> _TASK OBJECTIVE_:
Reproduce exactly the lines from the one containing "assert_eq!(books[0].rating.average, 5.0);" through the last line of the data, both ends included.

START RECORDS FOR THE EXERCISE

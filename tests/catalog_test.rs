//! Catalog repository against a real SQLite file.
//!
//! Tests cover:
//! - Listing order, paging and page clamping
//! - Search by title or author
//! - One review per user per book, enforced by the schema
//! - Cascading deletes and the profile views

use bookshelf::catalog::{
    self, BookQuery, CatalogRepository, NewBook, RepositoryError, ReviewInput, ReviewWrite,
    SqliteCatalogRepository,
};
use bookshelf::db;
use bookshelf::state::DbPool;
use rusqlite::params;
use tempfile::TempDir;

// Helper to create a migrated database and its repository
fn setup() -> (TempDir, DbPool, SqliteCatalogRepository) {
    let temp_dir = TempDir::new().unwrap();
    let pool = db::create_pool(&temp_dir.path().join("test.db")).unwrap();
    db::run_migrations(&pool).unwrap();
    let repo = SqliteCatalogRepository::new(pool.clone());
    (temp_dir, pool, repo)
}

// Helper to insert a user with a profile; password login is not exercised here
fn insert_user(pool: &DbPool, id: &str, name: &str) {
    let conn = pool.get().unwrap();
    conn.execute(
        "INSERT INTO users (id, email, password_hash) VALUES (?1, ?2, 'x')",
        params![id, format!("{}@example.com", id)],
    )
    .unwrap();
    conn.execute(
        "INSERT INTO profiles (id, name) VALUES (?1, ?2)",
        params![id, name],
    )
    .unwrap();
}

fn new_book(title: &str, author: &str) -> NewBook {
    NewBook {
        title: title.to_string(),
        author: author.to_string(),
        description: None,
        genre: "Fiction".to_string(),
        published_year: 1990,
        cover_url: None,
    }
}

fn review(rating: u8, text: &str) -> ReviewInput {
    ReviewInput {
        rating,
        review_text: text.to_string(),
    }
}

#[tokio::test]
async fn listing_pages_newest_first_and_clamps() {
    let (_dir, pool, repo) = setup();
    insert_user(&pool, "alice", "Alice");
    for i in 1..=7 {
        repo.create_book("alice", &new_book(&format!("Book {}", i), "Anon"))
            .await
            .unwrap();
    }

    let first = repo.list_books(&BookQuery::new("", 1), 6).await.unwrap();
    assert_eq!(first.books.len(), 6);
    assert_eq!(first.books[0].book.title, "Book 7");
    assert_eq!(first.pagination.total, 7);
    assert_eq!(first.pagination.page_count(), 2);

    let past_end = repo.list_books(&BookQuery::new("", 40), 6).await.unwrap();
    assert_eq!(past_end.pagination.page, 2);
    assert_eq!(past_end.books.len(), 1);
    assert_eq!(past_end.books[0].book.title, "Book 1");
}

#[tokio::test]
async fn search_matches_title_or_author() {
    let (_dir, pool, repo) = setup();
    insert_user(&pool, "alice", "Alice");
    repo.create_book("alice", &new_book("The Hobbit", "J.R.R. Tolkien"))
        .await
        .unwrap();
    repo.create_book("alice", &new_book("Dune", "Frank Herbert"))
        .await
        .unwrap();
    repo.create_book("alice", &new_book("Tolkien: A Biography", "Humphrey Carpenter"))
        .await
        .unwrap();

    let found = repo
        .list_books(&BookQuery::new("tolkien", 1), 6)
        .await
        .unwrap();
    assert_eq!(found.pagination.total, 2);

    let none = repo.list_books(&BookQuery::new("zzz", 1), 6).await.unwrap();
    assert!(none.is_empty());
    assert_eq!(none.pagination.page, 1);
}

#[tokio::test]
async fn second_submit_updates_the_same_review() {
    let (_dir, pool, repo) = setup();
    insert_user(&pool, "alice", "Alice");
    insert_user(&pool, "bob", "Bob");
    let book = repo.create_book("alice", &new_book("Dune", "Frank Herbert")).await.unwrap();

    let (write, first) = catalog::submit_review(&repo, &book.id, "bob", &review(4, "Great"))
        .await
        .unwrap();
    assert_eq!(write, ReviewWrite::Create);

    let (write, second) = catalog::submit_review(&repo, &book.id, "bob", &review(2, "Meh on reread"))
        .await
        .unwrap();
    assert!(matches!(write, ReviewWrite::Update { .. }));
    assert_eq!(second.id, first.id);

    let reviews = repo.book_reviews(&book.id).await.unwrap();
    assert_eq!(reviews.len(), 1);
    assert_eq!(reviews[0].review.rating, 2);
    assert_eq!(reviews[0].display_name(), "Bob");

    let err = repo
        .create_review(&book.id, "bob", &review(5, "again"))
        .await
        .unwrap_err();
    assert!(matches!(err, RepositoryError::Conflict(_)));
}

#[tokio::test]
async fn deleting_a_book_removes_its_reviews() {
    let (_dir, pool, repo) = setup();
    insert_user(&pool, "alice", "Alice");
    insert_user(&pool, "bob", "Bob");
    let book = repo.create_book("alice", &new_book("Dune", "Frank Herbert")).await.unwrap();
    repo.create_review(&book.id, "bob", &review(5, "Loved it"))
        .await
        .unwrap();

    assert!(repo.delete_book(&book.id).await.unwrap());
    assert!(repo.get_book(&book.id).await.unwrap().is_none());
    assert!(repo.reviews_by_user("bob").await.unwrap().is_empty());
    assert!(!repo.delete_book(&book.id).await.unwrap());
}

#[tokio::test]
async fn review_changes_are_scoped_to_their_author() {
    let (_dir, pool, repo) = setup();
    insert_user(&pool, "alice", "Alice");
    insert_user(&pool, "bob", "Bob");
    let book = repo.create_book("alice", &new_book("Dune", "Frank Herbert")).await.unwrap();
    let bobs = repo
        .create_review(&book.id, "bob", &review(3, "Fine"))
        .await
        .unwrap();

    assert!(!repo.delete_review(&bobs.id, "alice").await.unwrap());
    assert!(repo.find_review(&book.id, "bob").await.unwrap().is_some());

    assert!(repo.delete_review(&bobs.id, "bob").await.unwrap());
    assert!(repo.find_review(&book.id, "bob").await.unwrap().is_none());
}

#[tokio::test]
async fn profile_lists_own_books_and_reviews() {
    let (_dir, pool, repo) = setup();
    insert_user(&pool, "alice", "Alice");
    insert_user(&pool, "bob", "Bob");
    let dune = repo.create_book("alice", &new_book("Dune", "Frank Herbert")).await.unwrap();
    repo.create_book("bob", &new_book("Emma", "Jane Austen"))
        .await
        .unwrap();
    repo.create_review(&dune.id, "bob", &review(5, "Classic"))
        .await
        .unwrap();

    let books = repo.books_by_owner("alice").await.unwrap();
    assert_eq!(books.len(), 1);
    assert_eq!(books[0].rating.count, 1);
    assert_eq!(books[0].rating.average, 5.0);

    let reviews = repo.reviews_by_user("bob").await.unwrap();
    assert_eq!(reviews.len(), 1);
    assert_eq!(reviews[0].book_title, "Dune");

    let profile = repo.get_profile("bob").await.unwrap().unwrap();
    assert_eq!(profile.name, "Bob");
}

END RECORDS FOR THE EXERCISE

> _ANSWER TO THIS TASK_:
    assert_eq!(books[0].rating.average, 5.0);

    let reviews = repo.reviews_by_user("bob").await.unwrap();
    assert_eq!(reviews.len(), 1);
    assert_eq!(reviews[0].book_title, "Dune");

    let profile = repo.get_profile("bob").await.unwrap().unwrap();
    assert_eq!(profile.name, "Bob");
}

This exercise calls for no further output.